Ensemble, ils décryptent 200 ans d’histoire cachée et retracent le parcours épique des vespasiennes de Paris.
Au-delà des histoires de mœurs, on découvre qu’elles furent un lieu d’échange et de rendez-vous pendant la Résistance. Qu’elles se sont immiscées dans l’affaire Dreyfus ! Qu’elles ont permis aux féministes de faire entendre leurs premières revendications…
« Les tasses, toilettes publiques – affaires privées » explore la question de l’altérité dans la ville. Marc Martin ouvre des perspectives inattendues : l’épanouissement identitaire en résonance avec l’émancipation collective.
Marc Martin
Marc Martin (*1971) vit et travaille entre Paris et Berlin.
Le photographe explore les fantômes urbains et leur interaction avec l’imaginaire érotique. Ses photos se réclament d’une liberté d’expression et prônent la visibilité de la sexualité dans toute sa diversité. L’artiste ne s’est donc pas penché sur les vespasiennes de manière anodine.
Son regard plastique croise les époques. Il ne se contente pas de clichés sur les dernières reliques comme autant de vestiges du passé. Il met en lumière le caractère convivial d’un édifice public où les hommes avaient posé les premières pierres du vivre ensemble.
Marc Martin rappelle également que dans certains pays, aujourd’hui encore, l’homosexualité se vit exclusivement dans le placard.
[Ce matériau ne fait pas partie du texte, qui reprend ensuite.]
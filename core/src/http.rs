//! Raw HTTP response framing for the host-does-IO pattern.
//!
//! # Design
//! The transport hands back the response as one string: header block, a
//! blank line (CRLF CRLF), then the body. `RawResponse::split` cuts it at the
//! first blank line. When the response went through a proxy or the server
//! sent `100 Continue`, the text starts with an interim header block followed
//! by the real one; those interim blocks are skipped so the classifier sees
//! the origin's status.

use crate::error::TransportError;

const BOUNDARY: &str = "\r\n\r\n";

/// A response cut into its header block and body.
#[derive(Debug, Clone, PartialEq, Eq)]
pub struct RawResponse {
    pub header: String,
    pub body: String,
}

impl RawResponse {
    pub fn split(raw: &str) -> Result<Self, TransportError> {
        let mut rest = raw;
        loop {
            let (header, body) = rest.split_once(BOUNDARY).ok_or(TransportError::MissingBoundary)?;
            if is_interim(header) && body.starts_with("HTTP/") {
                rest = body;
                continue;
            }
            return Ok(RawResponse {
                header: header.to_string(),
                body: body.to_string(),
            });
        }
    }
}

fn is_interim(header: &str) -> bool {
    let status_line = header.lines().next().unwrap_or("");
    status_line.to_ascii_lowercase().contains("connection established")
        || parse_status_line(header).is_ok_and(|status| (100..200).contains(&status))
}

/// Extract the status code from `HTTP/<version> <code> [reason]`.
pub fn parse_status_line(header: &str) -> Result<u16, TransportError> {
    let line = header.lines().next().unwrap_or("");
    let malformed = || TransportError::MalformedStatusLine(line.to_string());

    let mut parts = line.split_whitespace();
    let version = parts.next().ok_or_else(malformed)?;
    if !version.starts_with("HTTP/") {
        return Err(malformed());
    }
    let code = parts.next().ok_or_else(malformed)?;
    if code.len() != 3 || !code.bytes().all(|b| b.is_ascii_digit()) {
        return Err(malformed());
    }
    code.parse().map_err(|_| malformed())
}
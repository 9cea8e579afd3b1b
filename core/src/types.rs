//! Typed view of a products search response.
//!
//! # Design
//! These types mirror the mock-server's schema but are defined independently.
//! Every field defaults when absent, since the live API omits empty ones.

use serde::{Deserialize, Serialize};

#[derive(Debug, Clone, Default, PartialEq, Serialize, Deserialize)]
#[serde(rename_all = "camelCase", default)]
pub struct ProductsPage {
    pub product_header: ProductHeader,
    pub products: Vec<Product>,
}

#[derive(Debug, Clone, Default, PartialEq, Eq, Serialize, Deserialize)]
#[serde(rename_all = "camelCase", default)]
pub struct ProductHeader {
    /// Matches before paging; the API caps this at 10000.
    pub total_hits: u64,
}

#[derive(Debug, Clone, Default, PartialEq, Serialize, Deserialize)]
#[serde(rename_all = "camelCase", default)]
pub struct Product {
    pub id: Option<String>,
    pub name: String,
    pub description: Option<String>,
    pub categories: Vec<Category>,
    pub offers: Vec<Offer>,
}

#[derive(Debug, Clone, Default, PartialEq, Eq, Serialize, Deserialize)]
#[serde(default)]
pub struct Category {
    pub name: String,
}

#[derive(Debug, Clone, Default, PartialEq, Serialize, Deserialize)]
#[serde(rename_all = "camelCase", default)]
pub struct Offer {
    pub program_name: Option<String>,
    pub product_url: Option<String>,
    pub price_history: Vec<PriceEntry>,
}

impl Offer {
    /// Most recent price, which the API lists first.
    pub fn current_price(&self) -> Option<&Price> {
        self.price_history.first().map(|entry| &entry.price)
    }
}

#[derive(Debug, Clone, Default, PartialEq, Serialize, Deserialize)]
#[serde(default)]
pub struct PriceEntry {
    pub price: Price,
    pub date: Option<i64>,
}

/// Prices arrive as decimal strings; they are kept verbatim.
#[derive(Debug, Clone, Default, PartialEq, Eq, Serialize, Deserialize)]
#[serde(default)]
pub struct Price {
    pub value: String,
    pub currency: String,
}
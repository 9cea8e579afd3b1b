//! Verify URL building and response classification against the JSON test
//! vectors in `test-vectors/`.
//!
//! Vectors are deserialized straight into typed cases rather than through
//! `serde_json::Value`, whose map would sort the query keys and hide ordering
//! bugs.

use serde::Deserialize;
use tradedoubler_core::{
    Configuration, ListEncoding, OutcomeKind, ProductsClient, QueryKeys, TransportError,
};

#[derive(Deserialize)]
struct Vectors {
    cases: Vec<Case>,
}

#[derive(Deserialize)]
struct Case {
    name: String,
    config: CaseConfig,
    query: QueryKeys,
    expected_url: String,
    simulated_response: String,
    expected_outcome: ExpectedOutcome,
    expected_body: Option<String>,
}

#[derive(Deserialize)]
struct CaseConfig {
    token: String,
    api_version: String,
    format: String,
    #[serde(default)]
    list_encoding: ListEncoding,
}

#[derive(Deserialize)]
struct ExpectedOutcome {
    status: u16,
    kind: OutcomeKind,
}

fn load() -> Vec<Case> {
    let raw = include_str!("../../test-vectors/search.json");
    serde_json::from_str::<Vectors>(raw).unwrap().cases
}

fn client_for(config: &CaseConfig) -> ProductsClient {
    let mut client =
        ProductsClient::with_config(Configuration::default().with_list_encoding(config.list_encoding));
    client.configure(config.token.as_str(), config.api_version.as_str(), &config.format);
    client
}

#[test]
fn build_url_vectors() {
    for case in load() {
        let client = client_for(&case.config);
        assert_eq!(client.build_search_url(&case.query), case.expected_url, "{}: url", case.name);
    }
}

#[test]
fn parse_response_vectors() {
    for case in load() {
        let mut client = client_for(&case.config);
        let body = client.parse_search_response(&case.simulated_response).unwrap();
        assert_eq!(body, case.expected_body, "{}: body", case.name);

        let outcome = client.last_outcome().unwrap();
        assert_eq!(outcome.status, case.expected_outcome.status, "{}: status", case.name);
        assert_eq!(outcome.kind, case.expected_outcome.kind, "{}: kind", case.name);
    }
}

#[test]
fn search_vectors_through_scripted_transport() {
    for case in load() {
        let mut client = client_for(&case.config);
        let expected_url = case.expected_url.clone();
        let response = case.simulated_response.clone();
        let transport = move |url: &str| -> Result<String, TransportError> {
            assert_eq!(url, expected_url);
            Ok(response.clone())
        };

        let body = client.search(&transport, &case.query).unwrap();
        assert_eq!(body, case.expected_body, "{}: body", case.name);
        assert_eq!(
            client.last_outcome().map(|o| o.kind == OutcomeKind::Success),
            Some(body.is_some()),
            "{}: success iff body",
            case.name
        );
    }
}
use tokio::net::TcpListener;
use tracing_subscriber::EnvFilter;

#[tokio::main]
async fn main() -> Result<(), std::io::Error> {
    tracing_subscriber::fmt()
        .with_env_filter(EnvFilter::try_from_default_env().unwrap_or_else(|_| EnvFilter::new("info")))
        .init();

    let port = std::env::var("PORT").unwrap_or_else(|_| "3000".to_string());
    let addr = format!("127.0.0.1:{port}");
    let listener = TcpListener::bind(&addr).await?;
    tracing::info!(%addr, token = mock_server::DEMO_TOKEN, "mock products API listening");
    mock_server::run(listener).await
}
Les pissotières, dans ces pays-là, poursuivent leur rôle de médiation.
8 commentaires
J’ai toujours détesté ce mot d’argot désignant les toilettes publiques.
Une réputation bien connue pour ces urinoirs, d’autant que forcément, les femmes n’y entraient pas.
Je me souviens aussi de l’odeur pestilentielle quand on passait à côté.
Bonne journée
Tu parles du mot « vespasienne » ? Ce n’est pas un mot d’argot, la vespasienne doit son nom à l’empereur romain Vespasien (il s’agit donc d’un éponyme), à qui l’on avait attribué, mais à tort, l’établissement d’urinoirs publics à Rome.
Je te remercie pour ta sollicitude à faire ma culture générale, mais je connais les vespasiennes et l’origine de leur nom 😉
Non, je parle de l’expression « les tasses » qui est argotique et qui est le titre de cet ouvrage dont tu parles.
Désolé ce n’était pas clair pour moi dans ton commentaire, les tasses font effectivement partie de l’argot parisien.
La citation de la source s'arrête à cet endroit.